Repeat the entries exactly as they are written.

__________________________________________________

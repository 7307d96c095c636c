use fabstir_websearch::compress::{CompressConfig, CompressStrategy, ContextCompressor, Splitter};
use proptest::prelude::*;

fn splitter() -> impl Strategy<Value = Splitter> {
    prop_oneof![Just(Splitter::Simple), Just(Splitter::FineGrained)]
}

fn document() -> impl Strategy<Value = String> {
    "[a-z强化学习环境奖励 ,.!?。！？；\n#]{0,600}"
}

proptest! {
    #[test]
    fn segments_partition_the_text(text in document(), splitter in splitter()) {
        let joined: String = splitter.segments(&text).concat();
        prop_assert_eq!(joined, text);
    }

    #[test]
    fn scored_segments_cover_the_text(text in document(), splitter in splitter()) {
        let compressor = ContextCompressor::new(CompressConfig::default().with_splitter(splitter));
        let scored = compressor.score_segments("强化学习 reward", &text);
        let joined: String = scored.iter().map(|s| s.text.as_str()).collect();
        prop_assert_eq!(joined, text);
        prop_assert!(scored.iter().all(|s| s.score >= 0.0));
    }

    #[test]
    fn output_never_exceeds_budget(
        text in document(),
        query in "[a-z强化学习 ]{0,12}",
        max_chars in 1usize..400,
        splitter in splitter(),
    ) {
        let config = CompressConfig::default()
            .with_max_chars(max_chars)
            .with_splitter(splitter);
        let result = ContextCompressor::new(config).compress_detailed(&query, &text).unwrap();
        prop_assert!(result.text.chars().count() <= max_chars);
    }

    #[test]
    fn ranked_output_is_selected_segments_in_order(
        text in document(),
        max_chars in 1usize..200,
    ) {
        let config = CompressConfig::default().with_max_chars(max_chars);
        let result = ContextCompressor::new(config).compress_detailed("强化学习", &text).unwrap();
        if result.strategy == CompressStrategy::Ranked {
            prop_assert!(result.segments.windows(2).all(|w| w[0].index < w[1].index));
            let joined: String = result.segments.iter().map(|s| s.text.as_str()).collect();
            prop_assert_eq!(joined, result.text);
        }
    }
}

__________________________________________________

* _Completed task_:
repository 7307d96c095c636c
use fabstir_websearch::compress::{CompressConfig, CompressStrategy, ContextCompressor, Splitter};
use proptest::prelude::*;

fn splitter() -> impl Strategy<Value = Splitter> {
    prop_oneof![Just(Splitter::Simple), Just(Splitter::FineGrained)]
}

fn document() -> impl Strategy<Value = String> {
    "[a-z强化学习环境奖励 ,.!?。！？；\n#]{0,600}"
}

proptest! {
    #[test]
    fn segments_partition_the_text(text in document(), splitter in splitter()) {
        let joined: String = splitter.segments(&text).concat();
        prop_assert_eq!(joined, text);
    }

    #[test]
    fn scored_segments_cover_the_text(text in document(), splitter in splitter()) {
        let compressor = ContextCompressor::new(CompressConfig::default().with_splitter(splitter));
        let scored = compressor.score_segments("强化学习 reward", &text);
        let joined: String = scored.iter().map(|s| s.text.as_str()).collect();
        prop_assert_eq!(joined, text);
        prop_assert!(scored.iter().all(|s| s.score >= 0.0));
    }

    #[test]
    fn output_never_exceeds_budget(
        text in document(),
        query in "[a-z强化学习 ]{0,12}",
        max_chars in 1usize..400,
        splitter in splitter(),
    ) {
        let config = CompressConfig::default()
            .with_max_chars(max_chars)
            .with_splitter(splitter);
        let result = ContextCompressor::new(config).compress_detailed(&query, &text).unwrap();
        prop_assert!(result.text.chars().count() <= max_chars);
    }

    #[test]
    fn ranked_output_is_selected_segments_in_order(
        text in document(),
        max_chars in 1usize..200,
    ) {
        let config = CompressConfig::default().with_max_chars(max_chars);
        let result = ContextCompressor::new(config).compress_detailed("强化学习", &text).unwrap();
        if result.strategy == CompressStrategy::Ranked {
            prop_assert!(result.segments.windows(2).all(|w| w[0].index < w[1].index));
            let joined: String = result.segments.iter().map(|s| s.text.as_str()).collect();
            prop_assert_eq!(joined, result.text);
        }
    }
}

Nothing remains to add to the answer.